Former lawmaker Afrasiab Khattak says FATA’s merger with Khyber Pakhtunkhwa is an important step forward for both Pakistan and Afghanistan.
“It will eliminate the stateless patch of territory available for terror syndicates,” he told RFE/RL’s Gandhara website. “[On the downside], the Pakistani government envisages it as a drawn-out process taking at least five years and rife with roadblocks.”
The move will end FATA’s 70-year-old status in Pakistan as a colonial holdover, which was mainly administered under a century-old colonial law known as the Frontier Crimes Regulations (FCR). Under the new arrangements, FATA’s estimated 7 million to 15 million people will have access to the rule of law and citizenship rights granted to the country’s estimated 200 million citizens by the Pakistani supreme law.

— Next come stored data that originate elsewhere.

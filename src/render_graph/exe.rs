//! The compiled, immutable pipeline
//!
//! Produced only by the compiler: the final ordered pass list (including
//! generated adapters) bound to its own resource cache, independent of the
//! editable graph's bookkeeping.

use glam::UVec2;

use crate::backend::traits::{RenderContext, ResourceHandle};
use crate::backend::types::TextureFormat;
use crate::render_graph::dictionary::Dictionary;
use crate::render_graph::pass::{HotReloadFlags, KeyEvent, MouseEvent, PassRef, PassUi, RenderData};
use crate::render_graph::resource_cache::ResourceCache;

/// Per-call execution environment supplied by the frame loop
pub struct ExecutionContext<'a> {
    pub render_ctx: &'a mut dyn RenderContext,
    /// Shared scratch state, scoped to this call by convention
    pub dictionary: &'a mut Dictionary,
    pub default_dims: UVec2,
    pub default_format: TextureFormat,
}

struct CompiledPass {
    name: String,
    pass: PassRef,
}

/// An ordered, resource-allocated pipeline run once per frame
pub struct Executable {
    execution_list: Vec<CompiledPass>,
    resource_cache: ResourceCache,
}

impl std::fmt::Debug for Executable {
    fn fmt(&self, f: &mut std::fmt::Formatter<'_>) -> std::fmt::Result {
        f.debug_struct("Executable")
            .field("passes", &self.pass_names().collect::<Vec<_>>())
            .finish()
    }
}

impl Executable {
    pub(crate) fn new(resource_cache: ResourceCache) -> Self {
        Self {
            execution_list: Vec::new(),
            resource_cache,
        }
    }

    pub(crate) fn insert_pass(&mut self, name: &str, pass: PassRef) {
        self.execution_list.push(CompiledPass {
            name: name.to_string(),
            pass,
        });
    }

    /// Run every compiled pass, in resolved order, against a resource view
    /// scoped to its declared fields.
    ///
    /// Every pass runs every call. Disabling is a pass-internal no-op, not
    /// an engine-level skip, so the schedule and the lifetimes it was
    /// validated with stay in agreement.
    pub fn execute(&mut self, ctx: &mut ExecutionContext) {
        for compiled in &self.execution_list {
            log::trace!("Executing pass '{}'", compiled.name);
            let mut data = RenderData::new(
                &compiled.name,
                &self.resource_cache,
                ctx.dictionary,
                ctx.default_dims,
                ctx.default_format,
            );
            compiled.pass.borrow_mut().execute(ctx.render_ctx, &mut data);
        }
    }

    /// Read an internal resource by full name (debugging/display)
    pub fn get_resource(&self, name: &str) -> Option<ResourceHandle> {
        self.resource_cache.get_resource(name)
    }

    /// Bind (`Some`) or unbind (`None`) an external resource post-compile,
    /// e.g. rebinding the swap-chain image each frame, without recompiling.
    pub fn set_input(&mut self, name: &str, resource: Option<ResourceHandle>) {
        self.resource_cache.register_external_resource(name, resource);
    }

    pub fn render_ui(&mut self, ui: &mut dyn PassUi) {
        for compiled in &self.execution_list {
            ui.text(&compiled.name);
            compiled.pass.borrow_mut().render_ui(ui);
        }
    }

    pub fn render_overlay_ui(&mut self, ui: &mut dyn PassUi) {
        for compiled in &self.execution_list {
            compiled.pass.borrow_mut().render_overlay_ui(ui);
        }
    }

    /// Broadcast to every pass; true if any pass handled the event
    pub fn on_mouse_event(&mut self, event: &MouseEvent) -> bool {
        let mut handled = false;
        for compiled in &self.execution_list {
            handled |= compiled.pass.borrow_mut().on_mouse_event(event);
        }
        handled
    }

    /// Broadcast to every pass; true if any pass handled the event
    pub fn on_key_event(&mut self, event: &KeyEvent) -> bool {
        let mut handled = false;
        for compiled in &self.execution_list {
            handled |= compiled.pass.borrow_mut().on_key_event(event);
        }
        handled
    }

    pub fn on_hot_reload(&mut self, flags: HotReloadFlags) {
        for compiled in &self.execution_list {
            compiled.pass.borrow_mut().on_hot_reload(flags);
        }
    }

    /// Names of the compiled passes in execution order
    pub fn pass_names(&self) -> impl Iterator<Item = &str> {
        self.execution_list.iter().map(|p| p.name.as_str())
    }

    pub fn pass_count(&self) -> usize {
        self.execution_list.len()
    }

    pub fn resource_cache(&self) -> &ResourceCache {
        &self.resource_cache
    }

    /// Recycle the cache into a subsequent compile so unchanged resources
    /// keep their handles.
    pub fn into_resource_cache(self) -> ResourceCache {
        self.resource_cache
    }
}

#[cfg(test)]
mod tests {
    use super::*;
    use crate::render_graph::pass::{make_pass, MouseEventKind, RenderPass};
    use crate::render_graph::reflection::{CompileData, PassReflection};
    use glam::Vec2;
    use std::cell::Cell;
    use std::rc::Rc;

    struct NullContext;

    impl RenderContext for NullContext {
        fn resolve_resource(&mut self, _src: ResourceHandle, _dst: ResourceHandle) {}
        fn blit(&mut self, _src: ResourceHandle, _dst: ResourceHandle) {}
    }

    struct CountingPass {
        executions: Rc<Cell<u32>>,
        handles_mouse: bool,
    }

    impl RenderPass for CountingPass {
        fn reflect(&self, _compile_data: &CompileData) -> PassReflection {
            PassReflection::new()
        }

        fn execute(&mut self, _ctx: &mut dyn RenderContext, _data: &mut RenderData) {
            self.executions.set(self.executions.get() + 1);
        }

        fn on_mouse_event(&mut self, _event: &MouseEvent) -> bool {
            self.handles_mouse
        }
    }

    fn exe_with_counters(handles: &[bool]) -> (Executable, Vec<Rc<Cell<u32>>>) {
        let mut exe = Executable::new(ResourceCache::new());
        let mut counters = Vec::new();
        for (i, &handles_mouse) in handles.iter().enumerate() {
            let executions = Rc::new(Cell::new(0));
            counters.push(executions.clone());
            exe.insert_pass(
                &format!("pass{i}"),
                make_pass(CountingPass {
                    executions,
                    handles_mouse,
                }),
            );
        }
        (exe, counters)
    }

    #[test]
    fn every_pass_runs_exactly_once_per_call() {
        let (mut exe, counters) = exe_with_counters(&[false, false, false]);
        let mut dictionary = Dictionary::new();
        let mut ctx = NullContext;
        for _ in 0..3 {
            exe.execute(&mut ExecutionContext {
                render_ctx: &mut ctx,
                dictionary: &mut dictionary,
                default_dims: UVec2::new(16, 16),
                default_format: TextureFormat::Rgba8Unorm,
            });
        }
        for counter in counters {
            assert_eq!(counter.get(), 3);
        }
    }

    #[test]
    fn event_results_or_combine_without_short_circuit() {
        let (mut exe, _) = exe_with_counters(&[false, true, false]);
        let event = MouseEvent {
            pos: Vec2::ZERO,
            kind: MouseEventKind::Move,
        };
        assert!(exe.on_mouse_event(&event));

        let (mut exe, _) = exe_with_counters(&[false, false]);
        assert!(!exe.on_mouse_event(&event));
        assert!(!exe.on_key_event(&KeyEvent {
            key: 13,
            pressed: true
        }));
    }

    #[test]
    fn set_input_rebinds_without_recompiling() {
        let (mut exe, _) = exe_with_counters(&[false]);
        assert_eq!(exe.get_resource("graph.backbuffer"), None);

        let handle = ResourceHandle::new(42);
        exe.set_input("graph.backbuffer", Some(handle));
        assert_eq!(exe.get_resource("graph.backbuffer"), Some(handle));

        exe.set_input("graph.backbuffer", None);
        assert_eq!(exe.get_resource("graph.backbuffer"), None);
    }
}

The union will strengthen bonds between the majority Pashtun populations of the two regions. FATA is home to a dozen major Pashtun tribes while most residents of Khyber Pakhtunkhwa are Pashtuns, as well. Over the past four decades, many FATA residents have acquired businesses and properties in the province, where the provincial capital Peshawar also serves as headquarters for the bureaucracy that deals with FATA.
Earlier this month, Pakistan’s states and frontier regions minister, Abdul Qadir Baloch, said Islamabad was contemplating granting FATA some $1 billion to help bring the impoverished region up to par with the rest of the country.
“This amount will be in addition to funds now being given for repatriation of internally displaced people,” he told the daily Dawn.
Baloch was part of a government committee that recommended major FATA reforms in an official report last August. Islamabad now aims to gradually merge FATA into Khyber Pakhtunkhwa during the next five years. The region is expected to gain representation in the provincial assembly after the scheduled parliamentary polls next year.
While the provincial assembly in Khyber Pakhtunkhwa adopted a resolution to welcome FATA’s amalgamation accession in December, the process is not expected to be all smooth sailing.
Khattak says the merger will render the states and frontier regions ministry, the FATA Secretariat and the Governor’s Secretariat Khyber Pakhtunkhwa obsolete. The three bureaucracies are tasked with supervising and implementing various governance functions in FATA.
“The officialdom, ruling FATA like a fiefdom, would be keen to squeeze the dying system as long as possible, and elements benefiting from the region’s illegal economy will resist change,” he observed.
Such skepticism has prompted some politicians to question Islamabad’s motives. Lawmaker Mahmood Khan Achakzai, an ally of Prime Minister Nawaz Sharif, says the government has failed to take FATA’s population into confidence.
“The government has taken everyone on board apart from the people of FATA,” he told journalists. “Everyone is talking about reforms in FATA, but no one has asked the views of the people for whom the reforms are intended.”
He noted that the official reform committee paid cursory visits to the seven tribal districts and six more territories that collectively form FATA. The entire exercise lasted for just eight days, he said.
Achakzai’s Pashtunkhwa Milli Awami Party is holding consultations over the merger next week.
“No one in FATA is against reforms and development, but they need to be consulted extensively,” he said. “It feels like the fate of a conquered territory is being decided.”
Ayaz Wazir, a former diplomat and advocate of FATA rights, said he agrees.
“We do not intend to demand anything outside the democratic norms,” he said. “Now that the fate of FATA is being decided, its estimated 15 million residents should be asked about what they want.”